Soleil Ho (born ) is an American chef, food writer, podcaster, and restaurant critic. Formerly co-host of the podcast The Racist Sandwich,
Ho became the food critic at the San Francisco Chronicle in 2019, replacing Michael Bauer. Ho left the position in 2023, becoming a part of the Chronicles opinion desk.

Life and career 
Born into a Vietnamese-American family, Ho was raised in New York and graduated from Stuyvesant High School in 2005. According to Ho, they were embarrassed as a child by the "brothy, weirdly fishy" dishes that their family ate, at least in part because of how other children might react.  Ho graduated from Grinnell College in 2009. 

As a chef, Ho has worked at restaurants in New Orleans, Minneapolis, Portland, Oregon, and Puerto Vallarta, where their mother owned a restaurant.

In 2019, they replaced Michael Bauer, who retired after 32 years as the restaurant critic for the San Francisco Chronicle. Ho has joked that Bauer, their predecessor at the newspaper, held the job since they were "not even a fetus".

Literary works 
Ho is careful about the connotations of the words they select.
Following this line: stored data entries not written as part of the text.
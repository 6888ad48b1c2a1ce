//! Off-the-job training tracker CLI library.
//!
//! This crate provides the CLI interface for the training tracker.

mod cli;
pub mod commands;
mod config;

pub use cli::{Cli, Commands};
pub use config::Config;
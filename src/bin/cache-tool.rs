use std::path::PathBuf;

use anyhow::{Context, Result};
use clap::{Parser, Subcommand};
use tigrisfs_cache::config::Settings;
use tigrisfs_cache::index::{CacheIndex, SledCacheIndex};
use tokio_util::sync::CancellationToken;

#[cfg(not(target_env = "msvc"))]
use tikv_jemallocator::Jemalloc;

#[cfg(not(target_env = "msvc"))]
#[global_allocator]
static GLOBAL: Jemalloc = Jemalloc;

#[derive(Parser)]
#[command(name = "cache-tool")]
#[command(author, version, about = "Admin scaffolding for the write-back cache", long_about = None)]
struct Cli {
    #[command(subcommand)]
    command: Commands,
}

#[derive(Subcommand)]
enum Commands {
    /// Generate a default configuration file
    Init {
        #[arg(default_value = "config.yaml")]
        path: PathBuf,
    },
    /// Open an existing cache root read-only and print index/upload counts
    Stats {
        #[arg(short, long)]
        config: PathBuf,
        #[arg(long, default_value = "default")]
        disk_id: String,
    },
}

#[tokio::main]
async fn main() -> Result<()> {
    tracing_subscriber::fmt::init();
    let cli = Cli::parse();

    match cli.command {
        Commands::Init { path } => {
            println!("Generating configuration file at: {}", path.display());
            Settings::write_default_config(&path)?;
            println!("Configuration file created successfully!");
            println!("Edit the file, then run: cache-tool stats -c {}", path.display());
        }
        Commands::Stats { config, disk_id } => {
            let settings = match Settings::from_file(&config) {
                Ok(s) => s,
                Err(e) => {
                    eprintln!("failed to load config: {e:#}");
                    std::process::exit(1);
                }
            };
            print_stats(&settings, &disk_id).await?;
        }
    }

    Ok(())
}

async fn print_stats(settings: &Settings, disk_id: &str) -> Result<()> {
    let cache_root = settings.resolved_cache_dir(disk_id);
    let index = SledCacheIndex::open(cache_root.join("index.db"))
        .context("opening cache index")?;

    let cancel = CancellationToken::new();
    let stats = index.stats(&cancel).await?;
    let files = index.list_lru(0, &cancel).await?;
    let uploads = index.list_uploads(&cancel).await?;

    let queued = uploads
        .iter()
        .filter(|u| u.status == tigrisfs_cache::model::UploadStatus::Queued)
        .count();
    let in_progress = uploads
        .iter()
        .filter(|u| u.status == tigrisfs_cache::model::UploadStatus::InProgress)
        .count();
    let failed = uploads
        .iter()
        .filter(|u| u.status == tigrisfs_cache::model::UploadStatus::Failed)
        .count();
    let total_bytes: u64 = files.iter().map(|m| m.size).sum();

    let mut table = comfy_table::Table::new();
    table.set_header(vec!["metric", "value"]);
    table.add_row(vec!["schema version".to_string(), stats.schema_version.to_string()]);
    table.add_row(vec!["cached files".to_string(), files.len().to_string()]);
    table.add_row(vec![
        "cached bytes".to_string(),
        num_format::ToFormattedString::to_formatted_string(&total_bytes, &num_format::Locale::en),
    ]);
    table.add_row(vec!["uploads queued".to_string(), queued.to_string()]);
    table.add_row(vec!["uploads in progress".to_string(), in_progress.to_string()]);
    table.add_row(vec!["uploads failed".to_string(), failed.to_string()]);

    println!("{table}");
    index.close().await?;
    Ok(())
}
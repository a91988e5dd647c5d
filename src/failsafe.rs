//! ENOSPC recovery coordinator (spec §4.6).

use std::sync::atomic::{AtomicBool, Ordering};
use std::sync::Arc;

use tokio_util::sync::CancellationToken;
use tracing::{error, info, warn};

use crate::cleaner::Cleaner;
use crate::error::{CacheError, CacheResult};
use crate::metrics::MetricsSink;
use crate::uploader::UploaderController;

pub struct FailsafeMonitor {
    cleaner: Arc<Cleaner>,
    uploader: Arc<dyn UploaderController>,
    recovering: AtomicBool,
}

impl FailsafeMonitor {
    pub fn new(cleaner: Arc<Cleaner>, uploader: Arc<dyn UploaderController>) -> Self {
        Self {
            cleaner,
            uploader,
            recovering: AtomicBool::new(false),
        }
    }

    /// Coordinate ENOSPC recovery (spec §4.6, "HandleENOSPC").
    pub async fn handle_enospc(
        &self,
        metrics: &dyn MetricsSink,
        cancel: &CancellationToken,
    ) -> CacheResult<()> {
        if self.recovering.swap(true, Ordering::SeqCst) {
            return Err(CacheError::RecoveryInProgress);
        }
        let result = self.run_recovery(metrics, cancel).await;
        self.recovering.store(false, Ordering::SeqCst);
        result
    }

    async fn run_recovery(
        &self,
        metrics: &dyn MetricsSink,
        cancel: &CancellationToken,
    ) -> CacheResult<()> {
        info!("entering ENOSPC recovery");
        self.uploader.pause(cancel).await?;

        match self.cleaner.run_once(true, metrics, cancel).await {
            Ok(outcome) => {
                info!(evicted = outcome.evicted, "ENOSPC recovery cleaner pass succeeded");
                self.uploader.resume(cancel).await?;
                Ok(())
            }
            Err(CacheError::FatalCondition(msg)) => {
                error!("ENOSPC recovery failed fatally, leaving uploader paused: {msg}");
                Err(CacheError::RecoveryFailed(msg))
            }
            Err(e) => {
                if let Err(resume_err) = self.uploader.resume(cancel).await {
                    warn!("failed to resume uploader after cleaner error: {resume_err}");
                }
                Err(e)
            }
        }
    }
}
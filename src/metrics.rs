//! Metrics sink consumed by the uploader and cleaner (spec §4.3: "a metrics
//! sink"). Grounded on the teacher's atomic-counter-struct stats pattern
//! (`WritebackCacheStats`, `MetadataCacheStats`).

use std::sync::atomic::{AtomicU64, Ordering};

/// Narrow interface so the uploader/cleaner don't depend on a concrete
/// counter type; a host can supply its own sink (e.g. one wired into an
/// external metrics registry) in place of `AtomicMetrics`.
pub trait MetricsSink: Send + Sync {
    fn record_upload_queued(&self) {}
    fn record_upload_complete(&self) {}
    fn record_upload_retry(&self) {}
    fn record_upload_failed(&self) {}
    fn record_etag_mismatch(&self) {}
    fn record_eviction(&self, bytes: u64) {
        let _ = bytes;
    }
}

/// Default in-process implementation backed by atomics.
#[derive(Debug, Default)]
pub struct AtomicMetrics {
    pub uploads_queued: AtomicU64,
    pub uploads_complete: AtomicU64,
    pub uploads_retried: AtomicU64,
    pub uploads_failed: AtomicU64,
    pub etag_mismatches: AtomicU64,
    pub evictions: AtomicU64,
    pub evicted_bytes: AtomicU64,
}

impl MetricsSink for AtomicMetrics {
    fn record_upload_queued(&self) {
        self.uploads_queued.fetch_add(1, Ordering::Relaxed);
    }

    fn record_upload_complete(&self) {
        self.uploads_complete.fetch_add(1, Ordering::Relaxed);
    }

    fn record_upload_retry(&self) {
        self.uploads_retried.fetch_add(1, Ordering::Relaxed);
    }

    fn record_upload_failed(&self) {
        self.uploads_failed.fetch_add(1, Ordering::Relaxed);
    }

    fn record_etag_mismatch(&self) {
        self.etag_mismatches.fetch_add(1, Ordering::Relaxed);
    }

    fn record_eviction(&self, bytes: u64) {
        self.evictions.fetch_add(1, Ordering::Relaxed);
        self.evicted_bytes.fetch_add(bytes, Ordering::Relaxed);
    }
}

/// A no-op sink for tests and hosts that don't care about metrics.
#[derive(Debug, Default)]
pub struct NullMetrics;

impl MetricsSink for NullMetrics {}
A specific example is that they do not use the term "kaffir lime" because kaffir is a racial slur in South Africa. More generally, they do not think that "ethnic" food is a legitimate concept. Ho says "The imprecision of the word—and the assumption that it doesn’t apply equally to people and cuisines associated with Europe or white America—gives me such a headache." They consider terms like "sustainable," "responsibly grown" and "farm-to-table" to be marketing buzzwords that are too often abused.

Ho mentions poet and essayist Hanif Abdurraqib, food critic Ruth Reichl and newspaper critic-at-large Wesley Morris as among their influences. Ho says that they want to write about restaurants that "tell a story" which may focus on "race, gender, class or the culture of the Bay Area".

They co-authored Meal with Blue Delliquanti. The book is described as a "graphic novel on culinary mentorship, queer romance, and eating insects". 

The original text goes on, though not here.